Beren, interpreted by the newcomer Yaprak Medine, is a novel character in "Menajerimi Ara," which in the French original was instead played by a young man. While viewers will have found her initially unsympathetic, in episode 2 she grows somewhat more likable -- especially when she confesses to Barış that she is profoundly insecure. The part in which Beren is trying to become friends with Dicle, however, seems contrived. But it suggests a potentially interesting twist. Perhaps the relationship between Kiraç's two "daughters" (which was not present in the French version) will defy expectations and turn out to be cooperative instead of competitive. Who knows? Beren might even supply the conduit for a father/daughter rapprochement in the near future.
In another departure from the French show, Kiraç's wife promises to be the true villain in the series. Physically and otherwise, Maida fails to resemble the benevolent and sophisticated Catherine Barneville in "Dix pour cent." We hope that Maida too will eventually evolve from the superficial and one-dimensional Turkish dizi evil female character that she currently impersonates in "Menajerimi Ara."
In this episode, there were several comedic interludes. The honest rendition of the "vampire" journalist corresponds very much to the image of the members of the infamous Turkish tabloid press. It was also a great deal of fun to see how much the TV rating game in Turkey keeps everyone on edge. It is clearly a terrible system that fails to produce quality and efficiency and makes everyone miserable. Hopefully, it will be changed sooner rather than later. Perhaps the most precious dialogue in "Menajerimi Ara", however, was when Dicle tells her friend, who is suggesting that she should pursue a relationship with Barış, that an affair between an actor and his agent's assistant would make a great subject for next summer's romantic comedy.

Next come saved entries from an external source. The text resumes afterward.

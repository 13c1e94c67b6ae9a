// Dark Browser shared type definitions
// Each submodule defines types used across the application.

pub mod download;
pub mod errors;
pub mod favorite;
pub mod session;
pub mod settings;
pub mod tab;
// ============================================================================
// État local des vues
// ============================================================================
// Les deux seules cellules d'état des écrans :
// - TabSelector : onglet actif de l'écran Investissement
// - BalanceVisibility : solde masqué ou révélé sur l'écran Accueil
//
// CONCEPT RUST : Transitions infaillibles
// - Aucune méthode ne retourne Result : une affectation ne peut pas échouer
// - &mut self suffit, le borrow checker garantit un seul propriétaire
// ============================================================================

/// Solde affiché tant qu'il n'est pas révélé
pub const MASKED_BALANCE: &str = "₦•••••••";

// ============================================================================
// Onglets de l'écran Investissement
// ============================================================================

/// Onglet de l'écran Investissement
#[derive(Debug, Clone, Copy, PartialEq, Eq, Default)]
pub enum InvestmentTab {
    #[default]
    Portfolio,
    Market,
    History,
}

impl InvestmentTab {
    /// Ordre d'affichage dans la barre d'onglets
    pub const ALL: [InvestmentTab; 3] = [
        InvestmentTab::Portfolio,
        InvestmentTab::Market,
        InvestmentTab::History,
    ];

    /// Titre affiché dans la barre d'onglets
    pub fn title(&self) -> &'static str {
        match self {
            InvestmentTab::Portfolio => "My Portfolio",
            InvestmentTab::Market => "Market & Products",
            InvestmentTab::History => "Transaction History",
        }
    }

    /// Position dans `ALL`
    pub fn index(&self) -> usize {
        match self {
            InvestmentTab::Portfolio => 0,
            InvestmentTab::Market => 1,
            InvestmentTab::History => 2,
        }
    }

    /// Onglet suivant (cyclique)
    pub fn next(&self) -> Self {
        Self::ALL[(self.index() + 1) % Self::ALL.len()]
    }

    /// Onglet précédent (cyclique)
    pub fn previous(&self) -> Self {
        Self::ALL[(self.index() + Self::ALL.len() - 1) % Self::ALL.len()]
    }
}

/// Sélection de l'onglet actif
///
/// Le graphe d'états est complet : chaque onglet est atteignable depuis
/// n'importe quel autre en une seule sélection.
#[derive(Debug, Clone, Copy, PartialEq, Eq, Default)]
pub struct TabSelector {
    active: InvestmentTab,
}

impl TabSelector {
    /// Commence toujours sur le portefeuille
    pub fn new() -> Self {
        Self::default()
    }

    pub fn active(&self) -> InvestmentTab {
        self.active
    }

    /// Remplace l'onglet actif sans condition
    pub fn select_tab(&mut self, tab: InvestmentTab) {
        self.active = tab;
    }

    pub fn next(&mut self) {
        self.select_tab(self.active.next());
    }

    pub fn previous(&mut self) {
        self.select_tab(self.active.previous());
    }

    pub fn is_active(&self, tab: InvestmentTab) -> bool {
        self.active == tab
    }
}

// ============================================================================
// Visibilité du solde
// ============================================================================

/// Drapeau "révéler le solde"
#[derive(Debug, Clone, Copy, PartialEq, Eq, Default)]
pub struct BalanceVisibility {
    revealed: bool,
}

impl BalanceVisibility {
    /// Commence masqué
    pub fn new() -> Self {
        Self::default()
    }

    pub fn is_revealed(&self) -> bool {
        self.revealed
    }

    /// Inverse le drapeau
    pub fn toggle(&mut self) {
        self.revealed = !self.revealed;
    }

    /// Chaîne à afficher à la place du solde
    ///
    /// CONCEPT RUST : Lifetime explicite
    /// - Le retour emprunte soit `full`, soit une constante 'static
    /// - Les deux vivent au moins aussi longtemps que `'a`
    pub fn display<'a>(&self, full: &'a str) -> &'a str {
        if self.revealed {
            full
        } else {
            MASKED_BALANCE
        }
    }

    /// Libellé du bouton à côté du solde
    pub fn button_label(&self) -> &'static str {
        if self.revealed {
            "Hide"
        } else {
            "Show"
        }
    }
}

// ============================================================================
// Tests
// ============================================================================

#[cfg(test)]
mod tests {
    use super::*;

    const FULL: &str = "₦1,245,876.50";

    #[test]
    fn test_initial_tab_is_portfolio() {
        assert_eq!(TabSelector::new().active(), InvestmentTab::Portfolio);
    }

    #[test]
    fn test_every_tab_reachable_from_every_tab() {
        for from in InvestmentTab::ALL {
            for to in InvestmentTab::ALL {
                let mut selector = TabSelector::new();
                selector.select_tab(from);
                selector.select_tab(to);
                assert_eq!(selector.active(), to);
            }
        }
    }

    #[test]
    fn test_tab_cycling() {
        let mut selector = TabSelector::new();

        selector.next();
        assert!(selector.is_active(InvestmentTab::Market));
        selector.next();
        assert!(selector.is_active(InvestmentTab::History));
        selector.next();
        assert!(selector.is_active(InvestmentTab::Portfolio));

        selector.previous();
        assert!(selector.is_active(InvestmentTab::History));
    }

    #[test]
    fn test_balance_starts_masked() {
        let visibility = BalanceVisibility::new();
        assert!(!visibility.is_revealed());
        assert_eq!(visibility.display(FULL), MASKED_BALANCE);
        assert_eq!(visibility.button_label(), "Show");
    }

    #[test]
    fn test_toggle_twice_restores_display() {
        let mut visibility = BalanceVisibility::new();
        let before = visibility.display(FULL).to_string();

        visibility.toggle();
        assert_eq!(visibility.display(FULL), FULL);
        assert_eq!(visibility.button_label(), "Hide");

        visibility.toggle();
        assert_eq!(visibility.display(FULL), before);
    }
}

Episode 3 of "Menajerimi Ara" will undoubtedly add more complexity to this intriguing dizi, especially as far as the relationship between Dicle and Barış is concerned. Viewers may also expect dramatic developments in Kiraç's situation vis-á-vis both the EGO agency and his family. Finally, "Menajerimi Ara" stands to gain new viewers this week, as the hoards of Çağatay Ulusoy's fans will religiously gather to watch their beloved actor return to regular television and poke fun at himself after an absence of more than three years.
"Menajerimi Ara" airs on Tuesdays on STAR TV.